— DATA FOR PROCESSING —

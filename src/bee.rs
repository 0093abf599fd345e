//! Per-queue worker runtime.
//!
//! A [`Bee`] runs three tasks: the pull loop, which leases as many jobs as it
//! has free slots and executes each one on its own task; the heartbeat, which
//! keeps its leases alive; and the expiry sweep, which recovers jobs whose
//! lease lapsed and walks finished jobs through their TTL.
//!
//! Each leased job goes through `hash → execute → done | failed`. The hash
//! step may turn the job into a duplicate of a live job with the same
//! fingerprint, in which case the worker is never invoked.

use crate::{
    Result,
    client::StoreClient,
    config::HiveConfig,
    dispatcher::Dispatcher,
    engine::{Dedup, Transition},
    events::QueueEvent,
    job::{JobHash, JobOptions, JobRecord},
    retry::WorkerError,
    worker::{Handler, HashFn, WorkerJob},
};
use chrono::DateTime;
use serde_json::Value;
use sha2::{Digest, Sha256};
use std::{
    fmt,
    sync::{
        Arc, Mutex, PoisonError,
        atomic::{AtomicUsize, Ordering},
    },
    time::Duration,
};
use tokio::{
    sync::{
        Notify,
        broadcast::{self, error::RecvError},
        mpsc,
    },
    task::JoinHandle,
    time::sleep,
};
use tracing::{debug, error, info, warn};

/// How a bee fingerprints jobs for deduplication.
#[derive(Clone, Default)]
pub enum HashMode {
    /// SHA-256 of the JSON-encoded argument list.
    #[default]
    Default,
    /// Every job runs.
    Disabled,
    /// A user function of the arguments. It must return a number or a string
    /// of at least two characters.
    Custom(HashFn),
}

impl fmt::Debug for HashMode {
    fn fmt(&self, f: &mut fmt::Formatter<'_>) -> fmt::Result {
        match self {
            HashMode::Default => f.write_str("Default"),
            HashMode::Disabled => f.write_str("Disabled"),
            HashMode::Custom(_) => f.write_str("Custom"),
        }
    }
}

/// Registration parameters of a bee.
#[derive(Clone)]
pub struct BeeSpec {
    pub concurrency: Option<usize>,
    pub hash: HashMode,
    pub timeout: Option<Duration>,
    pub handler: Handler,
}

— TASK OBJECTIVE —
Copy all lines above where "Custom" is present.

— WRITTEN RESPONSE —
    Custom(HashFn),
            HashMode::Custom(_) => f.write_str("Custom"),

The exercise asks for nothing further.